Date of Award

Summer 2014

Degree Type

Dissertation

Degree Name

EdD Education Leadership, Management and Policy

Department

Education Leadership, Management and Policy

Advisor

Christopher H. Tienken

Committee Member

Gerard Babo

Committee Member

Luke J. Stedrak

Keywords

School Day Length, HS Exit Exams, High Stakes Testing, Student Achievement, Student Variables, Teacher Variables, School Variables, NJ HSPA

Abstract

This study examined the strength and the direction of the relationship between the length of the school day and Grade 11, 2011 New Jersey High School Proficiency Assessment (HSPA) scores found on the New Jersey Department of Education (NJDOE, 2012a) website. Student achievement scores on the Grade 11, 2011 HSPA in Language Arts and Mathematics were analyzed separately. Analyses were conducted using simultaneous regression and hierarchical multiple models. All student data explored in this study pertained to 98,218 first-time, Grade 11 students (NJDOE, 2011c) enrolled in 326 public high schools in districts designated by District Factor Groups A-J (NJDOE, 2012a) comprehensive high schools located in the state of New Jersey during the 2010-2011 academic school year. The results of the study revealed that using the length of the school day as an independent variable to predict the dependent variable of student 2011 NJ HSPA mathematics passing percentage accounted for 1.8 percent in the variance.
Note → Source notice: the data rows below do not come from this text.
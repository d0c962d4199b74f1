#![forbid(unsafe_code)]
#![no_std]

//! Compiles visual block scripts into Lua for a WhiteCat board and keeps a live link with it.
//!
//! The pipeline is: [`ast`] block chains are lowered by the [`compiler`] into [`scheduler::CompiledUnit`]s,
//! which [`scheduler::build_program`] combines into a single cooperative program.
//! The [`upload::UploadChannel`] transfers that program over the serial link in acknowledged chunks,
//! and every line the board sends back is decoded by [`protocol::parse`] and routed by the [`session::Session`]
//! to the visual element it belongs to.

#[macro_use] extern crate alloc;
#[cfg(any(test, feature = "std"))] extern crate std;

pub use compact_str;

pub(crate) mod meta {
    include!(concat!(env!("OUT_DIR"), "/meta.rs"));
}

pub mod vecmap;
pub mod ast;
pub mod value;
pub mod board;
pub mod compiler;
pub mod scheduler;
pub mod protocol;
pub mod registry;
pub mod upload;
pub mod runtime;
pub mod session;

#[cfg(feature = "std-system")]
pub mod std_system;

#[cfg(feature = "cli")]
pub mod cli;

#[cfg(all(test, feature = "serde"))]
mod test;

/// A short hex digest identifying the compiler build that generated a program.
pub fn fingerprint() -> compact_str::CompactString {
    compact_str::format_compact!("{:08x}", (meta::FINGERPRINT >> 96) as u32)
}
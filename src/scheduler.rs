//! Combines compiled units into a single program that runs them as cooperative coroutines.
//!
//! The program declares one coroutine per unit, starts the requested ones, and then runs a trampoline
//! that resumes every live coroutine in turn until none are left.
//! The coroutine table `cr` and live count `cn` survive re-uploads, so re-running a script swaps its coroutine in place
//! without restarting the others.

use alloc::string::{String, ToString};
use core::fmt::Write;

use crate::protocol::UnitId;
use crate::value::quote;

/// A script compiled for the board, ready to be wrapped as a coroutine.
#[derive(Debug, Clone, PartialEq, Eq)]
pub struct CompiledUnit<O> {
    pub id: UnitId,
    pub source: String,
    /// Editor-side handle of the script this came from.
    pub origin: O,
}

/// Global state shared by every program, created only if an earlier program has not already done so.
pub const STATE_INIT: &str = "vars = vars or {} msg = msg or {} cfg = cfg or {} cfg.p = cfg.p or {} cfg.a = cfg.a or {} cfg.w = cfg.w or {} cfg.s = cfg.s or {}";

/// Runtime helpers referenced by compiled code.
///
/// Lists are tables with an explicit `length` field. Out-of-range indices make every list operation a no-op.
pub const HELPERS: &str = r#"function _r(v) local ok, e = c.resume(v) if not ok then print(e) end end
function _s(v) if type(v) == "table" then local t = {} for i = 1, (v.length or #v) do t[i] = _s(v[i]) end return table.concat(t, ",") end return tostring(v) end
function _d(v) if v == true or v == 1 then return 1 end return 0 end
function _ix(l, i) if i == "last" then return l.length end if i == "any" or i == "random" then if l.length < 1 then return nil end return math.random(l.length) end local n = tonumber(i) if n == nil then return nil end return math.floor(n) end
function _lg(l, i) if type(l) ~= "table" then return nil end i = _ix(l, i) if i == nil or i < 1 or i > l.length then return nil end return l[i] end
function _ll(l) if type(l) ~= "table" then return 0 end return l.length end
function _lh(l, x) if type(l) ~= "table" then return false end for i = 1, l.length do if l[i] == x then return true end end return false end
function _la(l, x) if type(l) ~= "table" then return end l.length = l.length + 1 l[l.length] = x end
function _ld(l, i) if type(l) ~= "table" then return end if i == "all" then for k = 1, l.length do l[k] = nil end l.length = 0 return end i = _ix(l, i) if i == nil or i < 1 or i > l.length then return end for k = i, l.length - 1 do l[k] = l[k + 1] end l[l.length] = nil l.length = l.length - 1 end
function _li(l, i, x) if type(l) ~= "table" then return end i = _ix(l, i) if i == nil or i < 1 or i > l.length then return end for k = l.length, i, -1 do l[k + 1] = l[k] end l[i] = x l.length = l.length + 1 end
function _lr(l, i, x) if type(l) ~= "table" then return end i = _ix(l, i) if i == nil or i < 1 or i > l.length then return end l[i] = x end
function _ms(t) if not cfg.s[t] then cfg.m:subscribe(t, mqtt.QOS0, function(l, p) for _, e in pairs(msg) do if e.t == t then e.f(p) end end end) cfg.s[t] = true end end
"#;

/// Resumes every live coroutine until all of them are dead, reporting each death with a `dc` line.
pub const TRAMPOLINE: &str = "while cn > 0 do\nfor k, v in pairs(cr) do if c.status(v) ~= \"dead\" then _r(v) else print(\"dc:\" .. k .. \":\") cr[k] = nil cn = cn - 1 end end\nend\n";

/// Everything that precedes the unit declarations of a program.
pub fn prelude() -> String {
    format!("-- wc:{}\nc = coroutine\nif cr == nil then cr = {{}} cn = 0 end\n{STATE_INIT}\n{HELPERS}", crate::fingerprint())
}

/// The name of the global holding the coroutine of unit `id`.
pub fn coroutine_name(id: UnitId) -> String {
    format!("c{id}")
}

/// Builds the full program for `units`, starting only the units listed in `to_start`.
///
/// Units that are not started are still declared, so a later start statement can refer to them.
pub fn build_program<'a, O: 'a, I: IntoIterator<Item = &'a CompiledUnit<O>>>(units: I, to_start: &[UnitId]) -> String {
    let mut res = prelude();
    for unit in units {
        let name = coroutine_name(unit.id);
        write!(res, "{name} = c.create(function() print(\"rc:{}:\")\n{}end)\n", unit.id, unit.source).ok();
    }
    for &id in to_start {
        let name = coroutine_name(id);
        write!(res, "if cr[{id}] == nil then cn = cn + 1 end cr[{id}] = {name} _r({name})\n").ok();
    }
    res.push_str(TRAMPOLINE);
    res
}

/// A one-line command that evaluates `expr` right away and reports it as an ad-hoc `pb:r:` bubble.
///
/// This can arrive before any program has been uploaded, so it sets up the shared state itself
/// and falls back to `tostring` if the program helpers are missing.
/// Multi-line expressions (such as ones holding user lua with `--` comments) are sent as a quoted chunk for `load`.
pub fn adhoc_command(expr: &str) -> String {
    let expr = match expr.contains(['\r', '\n']) {
        false => expr.to_string(),
        true => format!("load({})()", quote(&format!("return {expr}"))),
    };
    format!("{STATE_INIT} print(\"pb:r:\" .. (_s or tostring)({expr}))")
}
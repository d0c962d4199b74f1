//! A serial link to a board, driven by tokio.
//!
//! This submodule is only available with the [`std-system`](crate) feature flag.
//!
//! The serial device must already be configured for the board's baud rate (e.g. with `stty`);
//! it is then used as a plain file for both reading lines and writing frames.

use alloc::string::String;
use alloc::vec::Vec;

use std::fs::OpenOptions;
use std::io;
use std::sync::atomic::{AtomicBool, Ordering};
use std::sync::{Arc, Mutex};
use std::thread;
use std::time::Duration;

use async_channel::{Receiver, Sender};
use tokio::io::{AsyncBufReadExt, AsyncRead, AsyncWrite, AsyncWriteExt, BufReader};
use tokio::time::Instant;

use crate::ast::Block;
use crate::board::BoardConfig;
use crate::session::{Feedback, Session, Settings};
use crate::upload::{Frame, LinkError, WriteGate};

/// Something the editor asks the link to do.
#[derive(Debug, Clone)]
pub enum Request<O> {
    /// Compile and start these scripts, keeping the others running.
    Run(Vec<(O, Block)>),
    /// Evaluate a clicked reporter.
    Evaluate(O, Block),
    StopAll,
    SuspendAll,
    ResumeAll,
    /// A script was deleted in the editor.
    RemoveChain(O),
    /// A raw line of lua for the board console.
    Raw(String),
}

/// A writer shared between the link loop and its helper tasks.
/// At most one write is in flight; contended writes are retried a bounded number of times.
pub struct SharedWriter<W> {
    writer: Arc<tokio::sync::Mutex<W>>,
    gate: Arc<Mutex<WriteGate>>,
    retry: Duration,
}
impl<W> Clone for SharedWriter<W> {
    fn clone(&self) -> Self {
        Self { writer: self.writer.clone(), gate: self.gate.clone(), retry: self.retry }
    }
}
impl<W: AsyncWrite + Unpin> SharedWriter<W> {
    pub fn new(writer: W, settings: &Settings) -> Self {
        Self {
            writer: Arc::new(tokio::sync::Mutex::new(writer)),
            gate: Arc::new(Mutex::new(WriteGate::new(settings.max_write_attempts))),
            retry: Duration::from_millis(settings.write_retry_ms),
        }
    }
    fn acquire(&self) -> Result<bool, LinkError> {
        match self.gate.lock() {
            Ok(mut gate) => gate.acquire(),
            Err(_) => Err(LinkError::Closed),
        }
    }
    fn release(&self) {
        if let Ok(mut gate) = self.gate.lock() {
            gate.release();
        }
    }
    pub async fn write(&self, frame: &Frame) -> Result<(), LinkError> {
        while !self.acquire()? {
            tokio::time::sleep(self.retry).await;
        }
        let bytes = frame.to_bytes();
        log::debug!("writing {} bytes ({frame:?})", bytes.len());
        let res = async {
            let mut writer = self.writer.lock().await;
            writer.write_all(&bytes).await?;
            writer.flush().await
        }.await;
        self.release();
        Ok(res?)
    }
}

/// Repeats the wake-up sequence until `ready` is set.
async fn wake_up<W: AsyncWrite + Unpin>(writer: SharedWriter<W>, ready: Arc<AtomicBool>, interval: Duration) {
    let mut ticker = tokio::time::interval(interval);
    loop {
        ticker.tick().await;
        if ready.load(Ordering::Relaxed) {
            break;
        }
        if let Err(e) = writer.write(&Frame::WakeUp).await {
            log::warn!("failed to wake the board: {e}");
        }
    }
}

/// Runs a session over an already open connection until the request channel closes or the link fails.
///
/// Every frame that the board must acknowledge arms a watchdog of [`Settings::ack_timeout_ms`];
/// if no line arrives before it expires, the session is told the board is unresponsive and the upload is abandoned.
pub async fn drive<R, W, O, F>(reader: R, writer: W, session: &mut Session<O, F>, requests: Receiver<Request<O>>) -> Result<(), LinkError>
where R: AsyncRead + Unpin, W: AsyncWrite + Unpin + Send + 'static, O: Ord + Clone, F: Feedback<O>
{
    let settings = *session.settings();
    let writer = SharedWriter::new(writer, &settings);
    let mut lines = BufReader::new(reader).lines();

    let ready = Arc::new(AtomicBool::new(false));
    session.wake_up();
    tokio::spawn(wake_up(writer.clone(), ready.clone(), Duration::from_millis(settings.wake_interval_ms)));
    let _stop_waking = OnDrop(Some({
        let ready = ready.clone();
        move || ready.store(true, Ordering::Relaxed)
    }));

    let mut ack_deadline: Option<Instant> = None;
    loop {
        let (deadline, lines) = (ack_deadline, &mut lines);
        let next_line = async move {
            match deadline {
                Some(deadline) => tokio::time::timeout_at(deadline, lines.next_line()).await,
                None => Ok(lines.next_line().await),
            }
        };
        let frame = tokio::select! {
            line = next_line => match line {
                Ok(Ok(Some(line))) => {
                    let frame = session.handle_line(&line);
                    if line.trim_end() == crate::protocol::CHUNK_READY {
                        ack_deadline = None;
                    }
                    if !session.is_booting() {
                        ready.store(true, Ordering::Relaxed);
                    }
                    frame
                }
                Ok(Ok(None)) => {
                    session.link_failed(&LinkError::Closed);
                    return Err(LinkError::Closed);
                }
                Ok(Err(e)) => {
                    let e = LinkError::from(e);
                    session.link_failed(&e);
                    return Err(e);
                }
                Err(_) => {
                    ack_deadline = None;
                    session.link_failed(&LinkError::DeviceUnresponsive);
                    None
                }
            },
            request = requests.recv() => match request.ok() {
                Some(request) => handle_request(session, request),
                None => return Ok(()),
            },
        };

        if let Some(frame) = frame {
            if let Err(e) = writer.write(&frame).await {
                session.link_failed(&e);
                if let LinkError::WriteContention { .. } = e {
                    continue;
                }
                return Err(e);
            }
            if frame.expects_ack() {
                ack_deadline = settings.ack_timeout_ms.map(|ms| Instant::now() + Duration::from_millis(ms));
            }
        }
    }
}

fn handle_request<O: Ord + Clone, F: Feedback<O>>(session: &mut Session<O, F>, request: Request<O>) -> Option<Frame> {
    match request {
        Request::Run(chains) => session.run(&chains).ok().flatten(),
        Request::Evaluate(origin, block) => session.evaluate_reporter(origin, &block).ok(),
        Request::StopAll => Some(session.stop_all()),
        Request::SuspendAll => Some(session.suspend_all()),
        Request::ResumeAll => Some(session.resume_all()),
        Request::RemoveChain(origin) => {
            session.remove_chain(&origin);
            None
        }
        Request::Raw(line) => Some(Frame::Command(line)),
    }
}

pub(crate) struct OnDrop<F: FnOnce()>(pub(crate) Option<F>);
impl<F: FnOnce()> Drop for OnDrop<F> {
    fn drop(&mut self) {
        if let Some(f) = self.0.take() {
            f();
        }
    }
}

/// A running connection to a board on a background thread.
pub struct BoardLink<O> {
    requests: Sender<Request<O>>,
    handle: thread::JoinHandle<Result<(), LinkError>>,
}
impl<O: Ord + Clone + Send + 'static> BoardLink<O> {
    /// Opens the serial device at `path` and starts talking to the board on it.
    pub fn open<F: Feedback<O> + Send + 'static>(path: &str, board: BoardConfig, settings: Settings, feedback: F) -> io::Result<Self> {
        let file = OpenOptions::new().read(true).write(true).open(path)?;
        let reader = file.try_clone()?;
        let (requests, receiver) = async_channel::unbounded();

        #[tokio::main(flavor = "current_thread")]
        async fn handler<O: Ord + Clone, F: Feedback<O>>(reader: std::fs::File, writer: std::fs::File, mut session: Session<O, F>, receiver: Receiver<Request<O>>) -> Result<(), LinkError> {
            let reader = tokio::fs::File::from_std(reader);
            let writer = tokio::fs::File::from_std(writer);
            drive(reader, writer, &mut session, receiver).await
        }
        let session = Session::new(board, settings, feedback);
        let handle = thread::spawn(move || handler(reader, file, session, receiver));

        Ok(Self { requests, handle })
    }
    /// Queues a request. Returns `false` if the link has already shut down.
    pub fn send(&self, request: Request<O>) -> bool {
        self.requests.send_blocking(request).is_ok()
    }
    /// Checks if the link thread has exited.
    pub fn is_closed(&self) -> bool {
        self.handle.is_finished()
    }
    /// Shuts the link down and waits for it to finish.
    pub fn close(self) -> Result<(), LinkError> {
        drop(self.requests);
        self.handle.join().unwrap_or(Err(LinkError::Closed))
    }
}
use std::fs::File;
use std::io::BufWriter;
use std::io::{Read, Write};

/// Everything that changes the lua a given block tree compiles to.
const CODEGEN_SOURCES: &[&str] = &[
    "src/ast.rs",
    "src/value.rs",
    "src/board.rs",
    "src/compiler.rs",
    "src/scheduler.rs",
];

fn main() {
    let mut context = md5::Context::new();
    let mut buf = Vec::with_capacity(4096);
    for &path in CODEGEN_SOURCES {
        println!("cargo:rerun-if-changed={path}");
        buf.clear();
        File::open(path).and_then(|mut f| f.read_to_end(&mut buf)).unwrap_or_else(|e| panic!("failed to read {path}: {e}"));
        context.consume(path.as_bytes());
        context.consume(&buf);
    }
    let hash = u128::from_be_bytes(context.compute().0);

    let out_dir = std::env::var("OUT_DIR").expect("cargo sets OUT_DIR");
    let mut f = BufWriter::new(File::create(format!("{out_dir}/meta.rs")).expect("failed to create meta.rs"));
    writeln!(f, "pub const FINGERPRINT: u128 = 0x{hash:0>32x}u128;").expect("failed to write meta.rs");
}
For Language Arts, however, the length of the school day was found to have a non-statistically significant relationship with the original dependent variable (the HSPA passing percentage).

The sample was taken from the NJDOE, NJ School Report Card 2011 (NJDOE, 2012a) representative of a proportional random sample of the state's district composition. Recommendations for policy, practice, and future research were explored.